Kitabı oku: «Neun richtig, eins falsch.», sayfa 2
Wir alle kennen eine Ariane – Prolog
»Wir glauben, Erfahrungen zu machen. Aber die Erfahrungen machen uns.«
Eugène Ionesco, französisch-rumänischer Autor und Dramatiker, 1909 – 1994
Einer meiner Söhne hatte eine Klassenkameradin, ihr Name ist Ariane. Schon in der Volksschule tat sie sich als überaus begabtes Kind hervor – egal in welchem Unterrichtsfach, den Lernstoff machte sie sich spielerisch zu eigen. Sie war talentiert und lerneifrig und nur in seltenen Fällen gab es eine andere Note als ein »Sehr gut«. Zumeist war auch das »Sehr gut« kein gewöhnliches »Sehr gut«, sondern eine Römische Eins, immer hochverdient, denn Ariane hatte große Freude am Lernen. Gab es bei einer Klassenarbeit die maximale Punktezahl von zehn – Ariane hatte elf.

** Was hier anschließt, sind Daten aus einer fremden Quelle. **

//! Backend-agnostic request, response, and artifact model types.
//!
//! ```rust
//! use kprovider::{CompletionRequest, ImageInput, Prompt, ProviderErrorKind};
//!
//! let prompt = Prompt::new("Describe this thumbnail")
//!     .with_image(ImageInput::url("https://example.com/thumb.png"));
//! let ok = CompletionRequest::new("gpt-4o", prompt).with_temperature(0.2);
//! assert!(ok.validate().is_ok());
//!
//! let err = CompletionRequest::new("gpt-4o", Prompt::new("  "))
//!     .validate()
//!     .expect_err("blank prompt should fail");
//! assert_eq!(err.kind, ProviderErrorKind::InvalidRequest);
//! ```

use std::fmt::{Display, Formatter};

use kcommon::MetadataMap;

use crate::ProviderError;

#[derive(Debug, Clone, Copy, PartialEq, Eq, Hash)]
pub enum BackendId {
    OpenAi,
    Ollama,
    SystemSpeech,
}

impl Display for BackendId {
    fn fmt(&self, f: &mut Formatter<'_>) -> std::fmt::Result {
        let id = match self {
            Self::OpenAi => "openai",
            Self::Ollama => "ollama",
            Self::SystemSpeech => "system-speech",
        };

        f.write_str(id)
    }
}

#[derive(Debug, Clone, PartialEq, Eq)]
pub enum ImageInput {
    Url(String),
    /// `data:<mime>;base64,<payload>` encoded image.
    DataUri(String),
}

impl ImageInput {
    pub fn url(value: impl Into<String>) -> Self {
        Self::Url(value.into())
    }

    pub fn data_uri(value: impl Into<String>) -> Self {
        Self::DataUri(value.into())
    }

    pub fn as_str(&self) -> &str {
        match self {
            Self::Url(value) | Self::DataUri(value) => value.as_str(),
        }
    }

    pub fn is_empty(&self) -> bool {
        self.as_str().trim().is_empty()
    }
}

#[derive(Debug, Clone, PartialEq, Eq)]
pub struct Prompt {
    pub text: String,
    pub images: Vec<ImageInput>,
}

impl Prompt {
    pub fn new(text: impl Into<String>) -> Self {
        Self {
            text: text.into(),
            images: Vec::new(),
        }
    }

    pub fn with_image(mut self, image: ImageInput) -> Self {
        self.images.push(image);
        self
    }

    pub fn with_images(mut self, images: impl IntoIterator<Item = ImageInput>) -> Self {
        self.images.extend(images);
        self
    }

    pub fn has_images(&self) -> bool {
        !self.images.is_empty()
    }
}

#[derive(Debug, Clone, PartialEq)]
pub struct CompletionRequest {
    pub model: String,
    pub system: Option<String>,
    pub prompt: Prompt,
    pub temperature: Option<f32>,
    pub max_tokens: Option<u32>,
    pub metadata: MetadataMap,
}

impl CompletionRequest {
    pub fn new(model: impl Into<String>, prompt: Prompt) -> Self {
        Self {
            model: model.into(),
            system: None,
            prompt,
            temperature: None,
            max_tokens: None,
            metadata: MetadataMap::new(),
        }
    }

    pub fn with_system(mut self, system: impl Into<String>) -> Self {
        self.system = Some(system.into());
        self
    }

    pub fn with_temperature(mut self, temperature: f32) -> Self {
        self.temperature = Some(temperature);
        self
    }

    pub fn with_max_tokens(mut self, max_tokens: u32) -> Self {
        self.max_tokens = Some(max_tokens);
        self
    }

    pub fn with_metadata(mut self, key: impl Into<String>, value: impl Into<String>) -> Self {
        self.metadata.insert(key.into(), value.into());
        self
    }

    pub fn validate(&self) -> Result<(), ProviderError> {
        if self.prompt.text.trim().is_empty() {
            return Err(ProviderError::invalid_request("prompt text must not be empty"));
        }

        if self.prompt.images.iter().any(ImageInput::is_empty) {
            return Err(ProviderError::invalid_request(
                "image inputs must not be empty",
            ));
        }

        if let Some(max_tokens) = self.max_tokens
            && max_tokens == 0
        {
            return Err(ProviderError::invalid_request(
                "max_tokens must be greater than zero",
            ));
        }

        if let Some(temperature) = self.temperature
            && !(0.0..=2.0).contains(&temperature)
        {
            return Err(ProviderError::invalid_request(
                "temperature must be in the inclusive range 0.0..=2.0",
            ));
        }

        Ok(())
    }
}

/// Binary output of an image or speech backend.
#[derive(Clone, PartialEq, Eq)]
pub enum MediaArtifact {
    Url(String),
    Inline { mime_type: String, data: Vec<u8> },
}

impl MediaArtifact {
    pub fn is_empty(&self) -> bool {
        match self {
            Self::Url(url) => url.trim().is_empty(),
            Self::Inline { data, .. } => data.is_empty(),
        }
    }

    pub fn mime_type(&self) -> Option<&str> {
        match self {
            Self::Url(_) => None,
            Self::Inline { mime_type, .. } => Some(mime_type.as_str()),
        }
    }
}

impl std::fmt::Debug for MediaArtifact {
    fn fmt(&self, f: &mut Formatter<'_>) -> std::fmt::Result {
        match self {
            Self::Url(url) => f.debug_tuple("MediaArtifact::Url").field(url).finish(),
            Self::Inline { mime_type, data } => f
                .debug_struct("MediaArtifact::Inline")
                .field("mime_type", mime_type)
                .field("bytes", &data.len())
                .finish(),
        }
    }
}

#[derive(Debug, Clone, PartialEq, Eq)]
pub struct RawModelResponse {
    pub backend: BackendId,
    pub model: Option<String>,
    pub raw_text: Option<String>,
    pub raw_binary: Option<MediaArtifact>,
}

impl RawModelResponse {
    pub fn text(backend: BackendId, text: impl Into<String>) -> Self {
        Self {
            backend,
            model: None,
            raw_text: Some(text.into()),
            raw_binary: None,
        }
    }

    pub fn binary(backend: BackendId, artifact: MediaArtifact) -> Self {
        Self {
            backend,
            model: None,
            raw_text: None,
            raw_binary: Some(artifact),
        }
    }

    pub fn with_model(mut self, model: impl Into<String>) -> Self {
        self.model = Some(model.into());
        self
    }
}
//! Ollama backend implemented over the OpenAI-compatible transport.

use std::sync::Arc;

use reqwest::Client;

use crate::adapters::openai::{
    OpenAiAuth, OpenAiChatRequest, OpenAiHttpTransport, OpenAiTransport,
};
use crate::{
    BackendId, CompletionRequest, GenerationCapability, ProviderError, ProviderFuture,
    RawModelResponse, SecretString,
};

pub const OLLAMA_BASE_URL: &str = "http://localhost:11434/v1";

#[derive(Clone)]
pub struct OllamaBackend {
    transport: Arc<dyn OpenAiTransport>,
    fallback_model: String,
}

impl OllamaBackend {
    pub fn new(transport: Arc<dyn OpenAiTransport>) -> Self {
        Self {
            transport,
            fallback_model: "llama3.2".to_string(),
        }
    }

    pub fn with_fallback_model(mut self, model: impl Into<String>) -> Self {
        self.fallback_model = model.into();
        self
    }

    pub fn default_http_transport(client: Client) -> OpenAiHttpTransport {
        OpenAiHttpTransport::new(client).with_base_url(OLLAMA_BASE_URL)
    }

    fn auth_placeholder() -> OpenAiAuth {
        OpenAiAuth::ApiKey(SecretString::new("ollama-local"))
    }
}

impl GenerationCapability for OllamaBackend {
    fn id(&self) -> BackendId {
        BackendId::Ollama
    }

    fn complete<'a>(
        &'a self,
        request: CompletionRequest,
    ) -> ProviderFuture<'a, Result<RawModelResponse, ProviderError>> {
        Box::pin(async move {
            request.validate()?;
            let ollama_request = OpenAiChatRequest::from_completion(request, &self.fallback_model);
            let response = self
                .transport
                .complete(ollama_request, Self::auth_placeholder())
                .await?;

            Ok(RawModelResponse::text(BackendId::Ollama, response.content).with_model(response.model))
        })
    }
}

impl std::fmt::Debug for OllamaBackend {
    fn fmt(&self, f: &mut std::fmt::Formatter<'_>) -> std::fmt::Result {
        f.debug_struct("OllamaBackend")
            .field("transport", &self.transport)
            .field("fallback_model", &self.fallback_model)
            .finish()
    }
}
//! Small convenience helpers for callers of the runtime.

use crate::{BackendId, ImageInput, OrchestrationOutcome, ToolReport};

pub fn parse_backend_id(value: &str) -> Option<BackendId> {
    match value.trim().to_ascii_lowercase().as_str() {
        "openai" | "open-ai" | "gpt" => Some(BackendId::OpenAi),
        "ollama" | "local" => Some(BackendId::Ollama),
        "system-speech" | "system_speech" | "speech" => Some(BackendId::SystemSpeech),
        _ => None,
    }
}

/// Treats `data:` URIs as inline images and everything else as a URL.
pub fn image(reference: impl Into<String>) -> ImageInput {
    let reference = reference.into();
    if reference.trim_start().starts_with("data:") {
        ImageInput::data_uri(reference)
    } else {
        ImageInput::url(reference)
    }
}

/// Downloadable report text, or the user-safe message when the call failed.
pub fn outcome_text(outcome: &OrchestrationOutcome<ToolReport>) -> String {
    match outcome {
        OrchestrationOutcome::Success(report)
        | OrchestrationOutcome::Fallback { result: report, .. } => report.to_text_report(),
        OrchestrationOutcome::Failure(failure) => failure.user_message().to_string(),
    }
}

#[cfg(test)]
mod tests {
    use crate::{ErrorKind, OrchestrationFailure, SpeechOutput, to_user_message};

    use super::*;

    #[test]
    fn parse_backend_id_supports_aliases() {
        assert_eq!(parse_backend_id("OpenAI"), Some(BackendId::OpenAi));
        assert_eq!(parse_backend_id(" local "), Some(BackendId::Ollama));
        assert_eq!(parse_backend_id("system_speech"), Some(BackendId::SystemSpeech));
        assert_eq!(parse_backend_id("gemini"), None);
    }

    #[test]
    fn image_detects_data_uris() {
        assert!(matches!(
            image("data:image/png;base64,AAAA"),
            ImageInput::DataUri(_)
        ));
        assert!(matches!(image("https://example.com/a.png"), ImageInput::Url(_)));
    }

    #[test]
    fn outcome_text_never_leaks_diagnostics() {
        let failure: OrchestrationOutcome<ToolReport> = OrchestrationOutcome::Failure(
            OrchestrationFailure::new(ErrorKind::Unknown, "stack trace at 0xdeadbeef"),
        );
        assert_eq!(outcome_text(&failure), to_user_message(ErrorKind::Unknown));

        let fallback = OrchestrationOutcome::Fallback {
            result: ToolReport::Speech(SpeechOutput::PlayedLocally),
            backend: BackendId::SystemSpeech,
        };
        assert!(outcome_text(&fallback).contains("played on this device"));
    }
}
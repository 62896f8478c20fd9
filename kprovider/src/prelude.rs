//! Common `kprovider` imports for downstream crates.

pub use crate::{
    ApiKeySession, BackendId, BackendRegistry, CompletionRequest, GenerationCapability,
    ImageInput, LocalSpeechCapability, MediaArtifact, MediaKind, Prompt, ProviderError, ProviderErrorKind,
    ProviderFuture, RawModelResponse, SecureCredentialManager, SessionCapability, SignInPrompt,
    StaticSession,
};
pub use kcommon::{BoxFuture, MetadataMap};
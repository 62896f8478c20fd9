//! Per-attempt backend invoker.
//!
//! A tool pipeline is plain sequential async code over one [`Invocation`]:
//! each sub-call is normalized and validated before it returns, so a later
//! step can only be built from an already validated earlier result.

use std::sync::Arc;
use std::time::Instant;

use kcontract::{Contract, normalize, validate};
use kprovider::{
    BackendId, CompletionRequest, GenerationCapability, LocalSpeechCapability, MediaArtifact,
    ProviderError, RawModelResponse,
};

use crate::{
    CallContext, CallOperation, ErrorKind, OrchestrationFailure, OrchestrationHooks,
    classify_provider_error,
};

#[derive(Debug, Clone, Copy, PartialEq, Eq)]
pub enum AttemptRole {
    Primary,
    Secondary,
}

pub struct Invocation {
    backend: Arc<dyn GenerationCapability>,
    hooks: Arc<dyn OrchestrationHooks>,
    context: CallContext,
    role: AttemptRole,
    responses: Vec<RawModelResponse>,
}

impl Invocation {
    pub fn new(
        backend: Arc<dyn GenerationCapability>,
        hooks: Arc<dyn OrchestrationHooks>,
        context: CallContext,
        role: AttemptRole,
    ) -> Self {
        Self {
            backend,
            hooks,
            context,
            role,
            responses: Vec::new(),
        }
    }

    pub fn backend_id(&self) -> BackendId {
        self.backend.id()
    }

    pub fn role(&self) -> AttemptRole {
        self.role
    }

    pub fn context(&self) -> &CallContext {
        &self.context
    }

    /// Raw responses recorded so far in this attempt, in call order.
    pub fn responses(&self) -> &[RawModelResponse] {
        &self.responses
    }

    /// Model name for a request. A secondary backend always uses its own
    /// default, since a requested model names a primary-backend model.
    pub fn model_for(&self, requested: Option<&str>) -> String {
        match self.role {
            AttemptRole::Primary => requested.unwrap_or_default().trim().to_string(),
            AttemptRole::Secondary => String::new(),
        }
    }

    pub async fn complete_json<T: Contract>(
        &mut self,
        step: &str,
        request: CompletionRequest,
    ) -> Result<T, OrchestrationFailure> {
        let started = self.start(CallOperation::Complete, step);
        let result = self.backend.complete(request).await;
        let response = self.record(CallOperation::Complete, step, started, result)?;

        let raw_text = response.raw_text.unwrap_or_default();
        let validated = validate::<T>(&normalize(&raw_text));
        self.settle(CallOperation::Complete, step, started, validated.map_err(Into::into))
    }

    /// Completion whose trimmed text is the result; only emptiness is checked.
    pub async fn complete_text(
        &mut self,
        step: &str,
        request: CompletionRequest,
    ) -> Result<String, OrchestrationFailure> {
        let started = self.start(CallOperation::Complete, step);
        let result = self.backend.complete(request).await;
        let response = self.record(CallOperation::Complete, step, started, result)?;

        let text = response.raw_text.unwrap_or_default().trim().to_string();
        let checked = if text.is_empty() {
            Err(OrchestrationFailure::malformed_response("backend returned empty text"))
        } else {
            Ok(text)
        };
        self.settle(CallOperation::Complete, step, started, checked)
    }

    pub async fn generate_image(
        &mut self,
        step: &str,
        prompt: String,
        model: Option<String>,
    ) -> Result<MediaArtifact, OrchestrationFailure> {
        let started = self.start(CallOperation::GenerateImage, step);
        let result = self.backend.generate_image(prompt, model).await;
        let response = self.record(CallOperation::GenerateImage, step, started, result)?;
        let artifact = non_empty_artifact(response);
        self.settle(CallOperation::GenerateImage, step, started, artifact)
    }

    pub async fn synthesize_speech(
        &mut self,
        step: &str,
        text: String,
        locale: Option<String>,
    ) -> Result<MediaArtifact, OrchestrationFailure> {
        let started = self.start(CallOperation::SynthesizeSpeech, step);
        let result = self.backend.synthesize_speech(text, locale).await;
        let response = self.record(CallOperation::SynthesizeSpeech, step, started, result)?;
        let artifact = non_empty_artifact(response);
        self.settle(CallOperation::SynthesizeSpeech, step, started, artifact)
    }

    fn start(&self, operation: CallOperation, step: &str) -> Instant {
        self.hooks
            .on_call_start(&self.context, self.backend.id(), operation, step);
        Instant::now()
    }

    /// Keeps a successful raw response; classifies and reports a backend error.
    fn record(
        &mut self,
        operation: CallOperation,
        step: &str,
        started: Instant,
        result: Result<RawModelResponse, ProviderError>,
    ) -> Result<RawModelResponse, OrchestrationFailure> {
        match result {
            Ok(response) => {
                self.responses.push(response.clone());
                Ok(response)
            }
            Err(error) => {
                let failure = OrchestrationFailure::new(classify_provider_error(&error), error.to_string());
                self.settle(operation, step, started, Err(failure))
            }
        }
    }

    fn settle<T>(
        &self,
        operation: CallOperation,
        step: &str,
        started: Instant,
        result: Result<T, OrchestrationFailure>,
    ) -> Result<T, OrchestrationFailure> {
        let backend = self.backend.id();
        match result {
            Ok(value) => {
                self.hooks.on_call_success(
                    &self.context,
                    backend,
                    operation,
                    step,
                    started.elapsed(),
                );
                Ok(value)
            }
            Err(failure) => {
                let failure = failure.with_backend(backend).with_step(step);
                self.hooks.on_call_failure(
                    &self.context,
                    backend,
                    operation,
                    step,
                    &failure,
                    started.elapsed(),
                );
                Err(failure)
            }
        }
    }
}

fn non_empty_artifact(response: RawModelResponse) -> Result<MediaArtifact, OrchestrationFailure> {
    match response.raw_binary {
        Some(artifact) if !artifact.is_empty() => Ok(artifact),
        _ => Err(OrchestrationFailure::new(
            ErrorKind::BackendRejected,
            "backend returned no media artifact",
        )),
    }
}

/// Invoker for a native playback capability used as a fallback route.
pub struct LocalSpeechInvocation {
    speech: Arc<dyn LocalSpeechCapability>,
    hooks: Arc<dyn OrchestrationHooks>,
    context: CallContext,
}

impl LocalSpeechInvocation {
    pub fn new(
        speech: Arc<dyn LocalSpeechCapability>,
        hooks: Arc<dyn OrchestrationHooks>,
        context: CallContext,
    ) -> Self {
        Self {
            speech,
            hooks,
            context,
        }
    }

    pub fn backend_id(&self) -> BackendId {
        self.speech.id()
    }

    pub async fn speak(
        &self,
        step: &str,
        text: String,
        locale: Option<String>,
    ) -> Result<(), OrchestrationFailure> {
        let backend = self.speech.id();
        self.hooks
            .on_call_start(&self.context, backend, CallOperation::Speak, step);
        let started = Instant::now();

        match self.speech.speak(text, locale).await {
            Ok(()) => {
                self.hooks.on_call_success(
                    &self.context,
                    backend,
                    CallOperation::Speak,
                    step,
                    started.elapsed(),
                );
                Ok(())
            }
            Err(error) => {
                let failure = OrchestrationFailure::new(classify_provider_error(&error), error.to_string())
                    .with_backend(backend)
                    .with_step(step);
                self.hooks.on_call_failure(
                    &self.context,
                    backend,
                    CallOperation::Speak,
                    step,
                    &failure,
                    started.elapsed(),
                );
                Err(failure)
            }
        }
    }
}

Unser Sohn kam eines Tages von der Schule nach Hause. Obwohl es gute Nachrichten aus der Bildungsstätte zu berichten gab, schien er etwas verhalten. Es hatte ein Diktat gegeben, auf das er mit »gut« benotet worden war. Von zehn Wörtern hatte er neun richtig geschrieben, nur eines falsch, und zwar das Wort »immer«, bei dem er ein »m« vergessen hatte.
Neun von zehn Wörtern richtig geschrieben, und nur eines davon falsch – dafür hätte er sich ein kräftiges Lob und die Würdigung seiner guten Leistung verdient, aber stattdessen hatte er von der Lehrerin eine Sonderaufgabe mit nach Hause bekommen. Er musste »immer« dreißigmal schreiben, drei weitere Wörter mit Doppel-m suchen und diese jeweils zehnmal schreiben. Dabei hatte es wesentlich schwierigere Wörter zum Diktat gegeben als das eine, das er falsch geschrieben hatte: das Wort »vielleicht« beispielsweise, ein Wort mit »v«, »ie«, Doppel-l und gleich zwei Zwielauten!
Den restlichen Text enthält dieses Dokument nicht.